According to the World Economic Forum, the current 4.2 billion people living in urban areas will increase by 2.5 billion by 2050. This increase means that cities and supporting ecosystems must deliver on housing and infrastructure needs while also addressing quality of life, economic growth, safety and security, and resiliency. Assets are becoming increasingly vulnerable to climate-related forces: rising sea levels, drought, seismic activity and violent storms. Cities seek solutions to help them both minimize chronic stress on current infrastructure and mitigate, respond to and recover from the acute shocks of earthquakes, floods and other catastrophic events. This article highlights seven ways in which advancing technology can help. 

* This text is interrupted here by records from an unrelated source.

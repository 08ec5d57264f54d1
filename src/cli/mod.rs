// githerd: submodule-aware git housekeeping
//
// SPDX-FileCopyrightText: 2026 githerd contributors
// SPDX-License-Identifier: GPL-3.0-or-later

//! CLI module for githerd using clap derive.
//!
//! # Command Structure
//!
//! ```text
//! githerd [global options] <command>
//! branch NAME [-s] [-b] [PATH]
//! commit -m MSG [PATH]
//! status [PATH]
//! options
//! inis
//! ```

pub mod branch;
pub mod commit;
pub mod global;
pub mod status;


use crate::cli::branch::BranchArgs;
use crate::cli::commit::CommitArgs;
use crate::cli::global::GlobalOptions;
use crate::cli::status::StatusArgs;
use clap::{Parser, Subcommand};

/// Submodule-aware git housekeeping.
#[derive(Debug, Parser)]
#[command(
    name = "githerd",
    author,
    version,
    about = "Submodule-aware git housekeeping",
    long_about = "githerd Copyright (C) 2026 githerd contributors\n\
                  This program comes with ABSOLUTELY NO WARRANTY\n\
                  This is free software, and you are welcome to redistribute it\n\
                  under certain conditions; see LICENSE for details.\n\n\
                  Routine branch and commit chores across a parent repository\n\
                  and all of its submodules: `githerd branch feature` puts the\n\
                  whole tree on a new branch, `githerd commit -m msg` commits\n\
                  pending changes everywhere, reattaching detached submodules\n\
                  along the way. See `githerd <command> --help` for more\n\
                  information about a command.",
    after_help = "CONFIG FILES:\n\n\
                  githerd reads an optional `githerd.toml` from the current\n\
                  directory. Additional TOML files can be specified with --ini;\n\
                  those are loaded afterwards and override it. Environment\n\
                  variables prefixed with GITHERD_ override all files, and\n\
                  command-line flags override everything."
)]
pub struct Cli {
    /// Global options shared by all commands
    #[command(flatten)]
    pub global: GlobalOptions,

    /// Command to execute
    #[command(subcommand)]
    pub command: Option<Command>,
}

/// Available commands.
#[derive(Debug, Subcommand)]
pub enum Command {
    /// Shows the version.
    #[command(visible_alias = "-v")]
    Version,

    /// Lists all options and their values from the config files.
    Options,

    /// Lists the config files used by githerd.
    Inis,

    /// Moves a repository and its submodules onto a new branch.
    Branch(BranchArgs),

    /// Commits pending changes across a repository and its submodules.
    Commit(CommitArgs),

    /// Shows branch and change state across a repository and its submodules.
    Status(StatusArgs),
}

/// Parses command-line arguments.
#[must_use]
pub fn parse() -> Cli {
    Cli::parse()
}

/// Parses command-line arguments from an iterator.
pub fn parse_from<I, T>(iter: I) -> Cli
where
    I: IntoIterator<Item = T>,
    T: Into<std::ffi::OsString> + Clone,
{
    Cli::parse_from(iter)
}

/// Tries to parse command-line arguments, returning an error on failure.
///
/// # Errors
///
/// Returns a `clap::Error` if the arguments are invalid or if help/version information
/// was requested.
pub fn try_parse() -> Result<Cli, clap::Error> {
    Cli::try_parse()
}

(This article is brought to you by Bentley Systems)

To address these very real challenges, each city data owner needs to make accurate and relevant infrastructure information accessible across necessary departments, to the city ecosystem, and often to citizens. 

It is important to trust that information used to support city infrastructure and services is complete and accurate. It is also important to have data help drive decision making when considering the effects of chronic stress on current infrastructure. And, it is important to have access to trusted data that can help to mitigate, respond to, and recover from acute shocks, such as those caused by weather-related events.

To gain a clearer understanding of digital twins, the author offers seven ways in which city governments can benefit from advancing technology to improve efficiencies.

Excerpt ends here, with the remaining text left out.